→ Instructions to follow
Each line of the records that holds the word "BinderState" should be copied out.

→ Supplied material
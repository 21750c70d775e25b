//! Session service binding
//!
//! Connects to the session-management service for the duration of an
//! editing session and resolves the live bridge of the host under edit.

use std::sync::{Arc, Mutex, MutexGuard, PoisonError, Weak};

use tokio::sync::watch;
use tokio::task::JoinHandle;

use crate::traits::{SessionHandle, SessionService, TerminalBridge};
use crate::types::HostId;

/// Observable connection status
#[derive(Debug, Clone, Copy, PartialEq, Eq)]
pub enum LinkState {
    Disconnected,
    /// A connect request is in flight
    Connecting,
    Connected,
}

enum Connection {
    Disconnected,
    Connected {
        // keeps the service connection alive while bound
        _handle: Arc<dyn SessionHandle>,
        bridge: Option<Weak<dyn TerminalBridge>>,
    },
}

struct BinderState {
    connection: Connection,
    /// Bumped on every bind/unbind so late connects can tell they are stale
    generation: u64,
    task: Option<JoinHandle<()>>,
}

struct Shared {
    state: Mutex<BinderState>,
    link: watch::Sender<LinkState>,
}

impl Shared {
    fn lock(&self) -> MutexGuard<'_, BinderState> {
        self.state.lock().unwrap_or_else(PoisonError::into_inner)
    }
}

/// Bind/unbind lifecycle to the session-management service
pub struct SessionBinder {
    service: Arc<dyn SessionService>,
    shared: Arc<Shared>,
}

impl SessionBinder {
    #[must_use]
    pub fn new(service: Arc<dyn SessionService>) -> Self {
        let (link, _) = watch::channel(LinkState::Disconnected);
        Self {
            service,
            shared: Arc::new(Shared {
                state: Mutex::new(BinderState {
                    connection: Connection::Disconnected,
                    generation: 0,
                    task: None,
                }),
                link,
            }),
        }
    }

    /// Start connecting to the service in the background.
    ///
    /// Rebinding drops any previous connection first. `host` is `None` for a
    /// host that has never been saved; no bridge can exist for it. Must be
    /// called from within a tokio runtime.
    pub fn bind(&self, host: Option<HostId>) {
        let mut state = self.shared.lock();
        if let Some(task) = state.task.take() {
            task.abort();
        }
        state.generation += 1;
        state.connection = Connection::Disconnected;
        self.shared.link.send_replace(LinkState::Connecting);

        let generation = state.generation;
        let service = Arc::clone(&self.service);
        let shared = Arc::clone(&self.shared);
        state.task = Some(tokio::spawn(async move {
            let handle = match service.connect().await {
                Ok(handle) => handle,
                Err(e) => {
                    log::warn!("Session service unavailable, live updates disabled: {e}");
                    let state = shared.lock();
                    if state.generation == generation {
                        shared.link.send_replace(LinkState::Disconnected);
                    }
                    return;
                }
            };

            let bridge = host.and_then(|id| handle.resolve_bridge(id));
            {
                let mut state = shared.lock();
                if state.generation != generation {
                    return;
                }
                match host {
                    Some(id) if bridge.is_some() => {
                        log::debug!("Bound to session service, live session found for host {id}");
                    }
                    _ => log::debug!("Bound to session service, no live session for this host"),
                }
                state.connection = Connection::Connected {
                    _handle: Arc::clone(&handle),
                    bridge,
                };
                shared.link.send_replace(LinkState::Connected);
            }

            handle.closed().await;

            let mut state = shared.lock();
            if state.generation == generation {
                log::info!("Session service disconnected");
                state.connection = Connection::Disconnected;
                shared.link.send_replace(LinkState::Disconnected);
            }
        }));
    }

    /// Tear the connection down. The bridge is gone for every later read.
    pub fn unbind(&self) {
        if self.disconnect() {
            log::debug!("Unbound from session service");
        }
    }

    /// Drop the connection after the service went away out-of-band
    pub fn on_service_disconnected(&self) {
        if self.disconnect() {
            log::info!("Session service connection lost");
        }
    }

    /// Returns whether anything was bound
    fn disconnect(&self) -> bool {
        let mut state = self.shared.lock();
        state.generation += 1;
        let had_task = state.task.take().map(|task| task.abort()).is_some();
        let was_connected = matches!(state.connection, Connection::Connected { .. });
        state.connection = Connection::Disconnected;
        self.shared.link.send_replace(LinkState::Disconnected);
        had_task || was_connected
    }

    /// Point-in-time read of the live bridge for the bound host
    pub fn current_bridge(&self) -> Option<Arc<dyn TerminalBridge>> {
        match &self.shared.lock().connection {
            Connection::Connected {
                bridge: Some(bridge),
                ..
            } => bridge.upgrade(),
            Connection::Connected { bridge: None, .. } | Connection::Disconnected => None,
        }
    }

    pub fn link_state(&self) -> LinkState {
        *self.shared.link.borrow()
    }

    pub fn is_connected(&self) -> bool {
        self.link_state() == LinkState::Connected
    }

    /// Wait until no connect request is in flight. Returns whether connected.
    pub async fn settled(&self) -> bool {
        let mut rx = self.shared.link.subscribe();
        let connected = match rx.wait_for(|link| *link != LinkState::Connecting).await {
            Ok(link) => *link == LinkState::Connected,
            Err(_) => false,
        };
        connected
    }

    /// Apply a new encoding to the live session, if there is one.
    ///
    /// Best effort: nothing is queued when no session is open; the next
    /// session reads the setting from storage. Returns whether a bridge
    /// received the change.
    pub fn push_encoding_change(&self, encoding: &str) -> bool {
        match self.current_bridge() {
            Some(bridge) => {
                log::info!(
                    "Applying encoding {encoding} to live session of host {}",
                    bridge.host_id()
                );
                bridge.set_charset(encoding);
                true
            }
            None => {
                log::debug!("No live session, encoding {encoding} applies on next connect");
                false
            }
        }
    }
}

impl Drop for SessionBinder {
    fn drop(&mut self) {
        if let Some(task) = self.shared.lock().task.take() {
            task.abort();
        }
    }
}
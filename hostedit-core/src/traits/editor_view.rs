//! Editor view abstraction

use std::sync::Arc;

use crate::types::{CharsetMap, HostRecord, PubkeyChoice};

/// The form the user edits a host in.
///
/// Validation happens in the view; results come back through
/// `EditorCoordinator::on_validated` / `on_invalidated`.
pub trait EditorView: Send + Sync {
    /// Populate the form. `host` is `None` when creating a new host.
    fn show_host(&self, host: Option<&HostRecord>, pubkeys: &[PubkeyChoice]);

    /// Deliver the charset catalog. May arrive after the user started editing
    /// and must not reset in-progress input.
    fn set_catalog(&self, catalog: Arc<CharsetMap>);
}
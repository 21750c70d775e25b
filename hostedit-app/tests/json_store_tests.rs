#![allow(clippy::expect_used, clippy::unwrap_used, clippy::panic)]
//! Integration tests for `JsonFileHostRepository`.

use hostedit_app::adapters::JsonFileHostRepository;
use hostedit_core::error::CoreError;
use hostedit_core::traits::HostRepository;
use hostedit_core::types::{HostId, HostRecord};

fn create_test_store() -> (JsonFileHostRepository, tempfile::TempDir) {
    let tmp = tempfile::tempdir().expect("failed to create temp dir");
    let store = JsonFileHostRepository::new(tmp.path().join("data").join("hosts.json"));
    (store, tmp)
}

#[tokio::test]
async fn missing_file_is_an_empty_store() {
    let (store, _tmp) = create_test_store();
    assert!(store.find_all().await.unwrap().is_empty());
    assert!(!store.path().exists());
}

#[tokio::test]
async fn hosts_survive_reopening() {
    let (store, _tmp) = create_test_store();
    let id = store
        .save(&HostRecord::new_ssh("box", "root", "box.example").with_encoding("KOI8-R"))
        .await
        .unwrap();

    let reopened = JsonFileHostRepository::new(store.path());
    let host = reopened.find_by_id(id).await.unwrap().unwrap();
    assert_eq!(host.nickname, "box");
    assert_eq!(host.encoding, "KOI8-R");
    assert_eq!(host.id, Some(id));
}

#[tokio::test]
async fn ids_are_never_reused() {
    let (store, _tmp) = create_test_store();
    let first = store
        .save(&HostRecord::new_ssh("a", "root", "a.example"))
        .await
        .unwrap();
    store.delete(first).await.unwrap();

    let reopened = JsonFileHostRepository::new(store.path());
    let second = reopened
        .save(&HostRecord::new_ssh("b", "root", "b.example"))
        .await
        .unwrap();
    assert!(second > first);
}

#[tokio::test]
async fn saving_existing_host_replaces_it() {
    let (store, _tmp) = create_test_store();
    let id = store
        .save(&HostRecord::new_ssh("box", "root", "box.example"))
        .await
        .unwrap();

    let mut edited = store.find_by_id(id).await.unwrap().unwrap();
    edited.port = 2222;
    assert_eq!(store.save(&edited).await.unwrap(), id);

    let all = JsonFileHostRepository::new(store.path()).find_all().await.unwrap();
    assert_eq!(all.len(), 1);
    assert_eq!(all[0].port, 2222);
}

#[tokio::test]
async fn delete_removes_host_from_disk() {
    let (store, _tmp) = create_test_store();
    let keep = store
        .save(&HostRecord::new_ssh("keep", "root", "k.example"))
        .await
        .unwrap();
    let gone = store
        .save(&HostRecord::new_ssh("gone", "root", "g.example"))
        .await
        .unwrap();
    store.delete(gone).await.unwrap();

    let reopened = JsonFileHostRepository::new(store.path());
    assert!(reopened.find_by_id(gone).await.unwrap().is_none());
    assert!(reopened.find_by_id(keep).await.unwrap().is_some());
}

#[tokio::test]
async fn imported_ids_are_respected() {
    let (store, _tmp) = create_test_store();
    let mut imported = HostRecord::new_ssh("imported", "root", "i.example");
    imported.id = Some(HostId::new(40));
    assert_eq!(store.save(&imported).await.unwrap(), HostId::new(40));

    let fresh = store
        .save(&HostRecord::new_ssh("fresh", "root", "f.example"))
        .await
        .unwrap();
    assert_eq!(fresh, HostId::new(41));
}

#[tokio::test]
async fn malformed_file_is_a_serialization_error() {
    let (store, _tmp) = create_test_store();
    std::fs::create_dir_all(store.path().parent().unwrap()).unwrap();
    std::fs::write(store.path(), "{ not json").unwrap();

    let result = store.find_all().await;
    assert!(matches!(result, Err(CoreError::SerializationError(_))));
}

#[tokio::test]
async fn empty_file_is_an_empty_store() {
    let (store, _tmp) = create_test_store();
    std::fs::create_dir_all(store.path().parent().unwrap()).unwrap();
    std::fs::write(store.path(), "").unwrap();

    assert!(store.find_all().await.unwrap().is_empty());
}
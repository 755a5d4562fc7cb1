//! Value marshaling across the host/Lua boundary.
//!
//! Host values travel into Lua as a [`ScriptValue`], a closed sum type
//! with one constructor per Lua-visible tag, and come back out through
//! per-tag decoders.
//!
//! | Tag        | Encodes to          | Mismatched decode yields |
//! |------------|---------------------|--------------------------|
//! | `Nil`      | `nil`               | n/a                      |
//! | `Number`   | number              | `0.0`                    |
//! | `Str`      | string              | `None`                   |
//! | `Bool`     | boolean             | `false`                  |
//! | `Function` | host callback       | `None`                   |
//! | `Table`    | fresh empty table   | `None`                   |
//!
//! Decoding is deliberately soft: a wrong-typed value coerces to the
//! documented default instead of raising. Numeric strings decode as
//! numbers, matching Lua's own coercion rules.
//!
//! Table encoding always yields a fresh empty table; populating its fields
//! is the caller's job (see [`crate::registry`]).

use mlua::prelude::*;

// ── ScriptValue ───────────────────────────────────────────────────────────────

/// Signature of a host function callable from Lua.
pub type NativeFn = Box<dyn Fn(&Lua, LuaMultiValue) -> LuaResult<LuaValue> + 'static>;

/// A host-side value ready to cross into Lua.
pub enum ScriptValue {
    Nil,
    Number(f64),
    Str(String),
    Bool(bool),
    Function(NativeFn),
    /// Encodes to a fresh empty table.
    Table,
}

impl ScriptValue {
    /// Wrap a host closure as a [`ScriptValue::Function`].
    pub fn function<F>(f: F) -> Self
    where
        F: Fn(&Lua, LuaMultiValue) -> LuaResult<LuaValue> + 'static,
    {
        ScriptValue::Function(Box::new(f))
    }

    /// The tag name, mirroring Lua type names.
    pub fn type_name(&self) -> &'static str {
        match self {
            ScriptValue::Nil => "nil",
            ScriptValue::Number(_) => "number",
            ScriptValue::Str(_) => "string",
            ScriptValue::Bool(_) => "boolean",
            ScriptValue::Function(_) => "function",
            ScriptValue::Table => "table",
        }
    }
}

impl std::fmt::Debug for ScriptValue {
    fn fmt(&self, f: &mut std::fmt::Formatter<'_>) -> std::fmt::Result {
        match self {
            ScriptValue::Number(n) => write!(f, "Number({n})"),
            ScriptValue::Str(s) => write!(f, "Str({s:?})"),
            ScriptValue::Bool(b) => write!(f, "Bool({b})"),
            other => f.write_str(other.type_name()),
        }
    }
}

// ── Encoding ──────────────────────────────────────────────────────────────────

/// Convert a host value into a Lua value. Total for all six tags.
pub fn encode(lua: &Lua, value: ScriptValue) -> LuaResult<LuaValue> {
    Ok(match value {
        ScriptValue::Nil => LuaValue::Nil,
        ScriptValue::Number(n) => LuaValue::Number(n),
        ScriptValue::Str(s) => LuaValue::String(lua.create_string(&s)?),
        ScriptValue::Bool(b) => LuaValue::Boolean(b),
        ScriptValue::Function(f) => {
            LuaValue::Function(lua.create_function(move |lua, args: LuaMultiValue| f(lua, args))?)
        }
        ScriptValue::Table => LuaValue::Table(lua.create_table()?),
    })
}

// ── Decoding ──────────────────────────────────────────────────────────────────

/// Decode as a number. Integers widen, numeric strings coerce, everything
/// else is `0.0`.
pub fn decode_number(value: &LuaValue) -> f64 {
    match value {
        LuaValue::Number(n) => *n,
        LuaValue::Integer(i) => *i as f64,
        LuaValue::String(s) => s
            .to_str()
            .ok()
            .and_then(|s| s.trim().parse::<f64>().ok())
            .unwrap_or(0.0),
        _ => 0.0,
    }
}

/// Decode as a string. Non-strings decode as `None`.
pub fn decode_string(value: &LuaValue) -> Option<String> {
    match value {
        LuaValue::String(s) => s.to_str().ok().map(|s| s.to_string()),
        _ => None,
    }
}

/// Decode as a boolean. Non-booleans decode as `false` (not Lua
/// truthiness).
pub fn decode_bool(value: &LuaValue) -> bool {
    match value {
        LuaValue::Boolean(b) => *b,
        _ => false,
    }
}

/// Decode as a callable handle. Non-functions decode as `None`.
pub fn decode_function(value: &LuaValue) -> Option<LuaFunction> {
    match value {
        LuaValue::Function(f) => Some(f.clone()),
        _ => None,
    }
}

/// Decode as a table handle. `None` is the invalid-reference sentinel for
/// every non-table value.
pub fn decode_table(value: &LuaValue) -> Option<LuaTable> {
    match value {
        LuaValue::Table(t) => Some(t.clone()),
        _ => None,
    }
}

// ── Tests ─────────────────────────────────────────────────────────────────────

→ Output for this exercise
struct BinderState {
    state: Mutex<BinderState>,
    fn lock(&self) -> MutexGuard<'_, BinderState> {
                state: Mutex::new(BinderState {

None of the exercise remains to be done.